Piplartine is a known alkaloid/amide from Piper species with interesting cytotoxic properties. Pharmacological and toxicological studies of the anticancer properties were performed in several biological models. Piplartine presented IC50 values ranging from 1.04 to 3.03µM in tumor cell lines, while in peripheral blood mononuclear cells the IC50 was 45.24µM, suggesting a narrow selectivity for this compound. The structure-activity relationship analysis demonstrated that the presence of the α,β-unsaturated carbonyl moiety of the amide ring is an important structural requirement for cytotoxic activity. Moreover, piplartine treatment induced G2 cell cycle arrest followed by apoptosis in HL-60 cells by the intrinsic pathway. Piplartine treatment also induced DNA strand breaks in V79 cells. Its genotoxic mechanism of action seems to be similar to its cytotoxic activity. No mutagenic effect in Ames test (prokaryotic model) was observed. On the other hand, piplartine was mutagenic and recombinogenic in yeast (eukaryotic model). This can be explained due the differences in physiology between eukaryote and prokaryote DNA topoisomerase II, reflecting a possible interference of piplartine upon this enzyme activity.
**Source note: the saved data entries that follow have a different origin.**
//! Cart route handlers.
//!
//! Cart operations use HTMX for dynamic updates without full page reloads.
//! The cart snapshot itself lives in the session: a mutation loads the
//! current `CartState`, applies exactly one `CartCommand` through the pure
//! reducer, and stores the complete new snapshot back before the response
//! is rendered. The next read in the same session sees the new state; the
//! `HX-Trigger: cart-updated` response header is the change notification
//! other page fragments (the header badge) subscribe to.

use askama::Template;
use askama_web::WebTemplate;
use axum::{
    Form,
    extract::State,
    response::{AppendHeaders, IntoResponse, Response},
};
use serde::Deserialize;
use tower_sessions::Session;
use tracing::instrument;

use pixel_paradise_core::{CartCommand, CartState};

use crate::error::Result;
use crate::filters;
use crate::state::AppState;

/// Session key the cart snapshot is stored under.
const CART_SESSION_KEY: &str = "cart";

/// Cart line display data for templates.
#[derive(Clone)]
pub struct CartLineView {
    pub id: String,
    pub name: String,
    pub image: String,
    pub quantity: u32,
    pub unit_price: String,
    pub line_total: String,
}

/// Cart display data for templates.
#[derive(Clone)]
pub struct CartView {
    pub lines: Vec<CartLineView>,
    pub subtotal: String,
    pub total_quantity: u32,
}

impl CartView {
    /// Create an empty cart.
    #[must_use]
    pub fn empty() -> Self {
        Self::from(&CartState::new())
    }
}

impl From<&CartState> for CartView {
    fn from(state: &CartState) -> Self {
        Self {
            lines: state
                .lines()
                .iter()
                .map(|line| CartLineView {
                    id: line.product.id.to_string(),
                    name: line.product.name.clone(),
                    image: line.product.image.clone(),
                    quantity: line.quantity(),
                    unit_price: line.product.price.display(),
                    line_total: line.line_total().display(),
                })
                .collect(),
            subtotal: state.total_cost().display(),
            total_quantity: state.total_quantity(),
        }
    }
}

// =============================================================================
// Session Helpers
// =============================================================================

/// Load the cart snapshot from the session, defaulting to an empty cart.
pub async fn load_cart(session: &Session) -> Result<CartState> {
    Ok(session
        .get::<CartState>(CART_SESSION_KEY)
        .await?
        .unwrap_or_default())
}

/// Store the new cart snapshot in the session.
async fn save_cart(session: &Session, cart: &CartState) -> Result<()> {
    session.insert(CART_SESSION_KEY, cart).await?;
    Ok(())
}

/// Apply one command to the session cart and return the new snapshot.
async fn apply_command(session: &Session, command: CartCommand) -> Result<CartState> {
    let cart = load_cart(session).await?.apply(command);
    save_cart(session, &cart).await?;
    Ok(cart)
}

// =============================================================================
// Forms and Templates
// =============================================================================

/// Cart mutation form data. Every cart command addresses a product id.
#[derive(Debug, Deserialize)]
pub struct CartForm {
    pub product_id: String,
}

/// Cart page template.
#[derive(Template, WebTemplate)]
#[template(path = "cart/show.html")]
pub struct CartShowTemplate {
    pub cart: CartView,
}

/// Cart items fragment template (for HTMX).
#[derive(Template, WebTemplate)]
#[template(path = "partials/cart_items.html")]
pub struct CartItemsTemplate {
    pub cart: CartView,
}

/// Cart count badge fragment template (for HTMX).
#[derive(Template, WebTemplate)]
#[template(path = "partials/cart_count.html")]
pub struct CartCountTemplate {
    pub count: u32,
}

// =============================================================================
// Handlers
// =============================================================================

/// Display the cart page.
#[instrument(skip(session))]
pub async fn show(session: Session) -> Result<impl IntoResponse> {
    let cart = load_cart(&session).await?;

    Ok(CartShowTemplate {
        cart: CartView::from(&cart),
    })
}

/// Add a product to the cart (HTMX).
///
/// Appends a new line with quantity 1, or increments the existing line.
/// An id the catalog does not know is a no-op: the click raced a catalog
/// change, and there is nothing to add. Returns the cart count badge with
/// an HTMX trigger so other fragments can refresh.
#[instrument(skip(state, session))]
pub async fn add(
    State(state): State<AppState>,
    session: Session,
    Form(form): Form<CartForm>,
) -> Result<Response> {
    let id = form.product_id.as_str().into();

    let cart = match state.catalog().get(&id) {
        Some(product) => apply_command(&session, CartCommand::Add(product.clone())).await?,
        None => {
            tracing::debug!(product_id = %id, "Add for unknown product ignored");
            load_cart(&session).await?
        }
    };

    Ok((
        AppendHeaders([("HX-Trigger", "cart-updated")]),
        CartCountTemplate {
            count: cart.total_quantity(),
        },
    )
        .into_response())
}

/// Increase a line's quantity by one (HTMX).
#[instrument(skip(session))]
pub async fn increase(session: Session, Form(form): Form<CartForm>) -> Result<Response> {
    let cart = apply_command(&session, CartCommand::Increase(form.product_id.into())).await?;
    Ok(cart_items_response(&cart))
}

/// Decrease a line's quantity by one, removing the line at zero (HTMX).
#[instrument(skip(session))]
pub async fn decrease(session: Session, Form(form): Form<CartForm>) -> Result<Response> {
    let cart = apply_command(&session, CartCommand::Decrease(form.product_id.into())).await?;
    Ok(cart_items_response(&cart))
}

/// Remove a line from the cart regardless of quantity (HTMX).
#[instrument(skip(session))]
pub async fn remove(session: Session, Form(form): Form<CartForm>) -> Result<Response> {
    let cart = apply_command(&session, CartCommand::Remove(form.product_id.into())).await?;
    Ok(cart_items_response(&cart))
}

/// Get the cart count badge (HTMX).
#[instrument(skip(session))]
pub async fn count(session: Session) -> Result<impl IntoResponse> {
    let cart = load_cart(&session).await?;

    Ok(CartCountTemplate {
        count: cart.total_quantity(),
    })
}

/// Render the cart items fragment with the update trigger header.
fn cart_items_response(cart: &CartState) -> Response {
    (
        AppendHeaders([("HX-Trigger", "cart-updated")]),
        CartItemsTemplate {
            cart: CartView::from(cart),
        },
    )
        .into_response()
}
The genotoxicity was confirmed in vivo with piplartine increasing the micronuclei levels in treated mice. Additionally, the plasma levels of piplartine are compatible with the in vitro cytotoxicity, which leads us to propose that piplartine has in vivo direct cytotoxic properties. In antitumor assay, the combination of piplartine with 5-fluourouracil led to an in vitro and in vivo increasing of the tumor growth inhibition. In addition, hematological analysis showed leukopenia after 5-fluourouracil treatment, which was reversed by the combined use of piplartine. These data suggest that piplartine has a promising anticancer potential.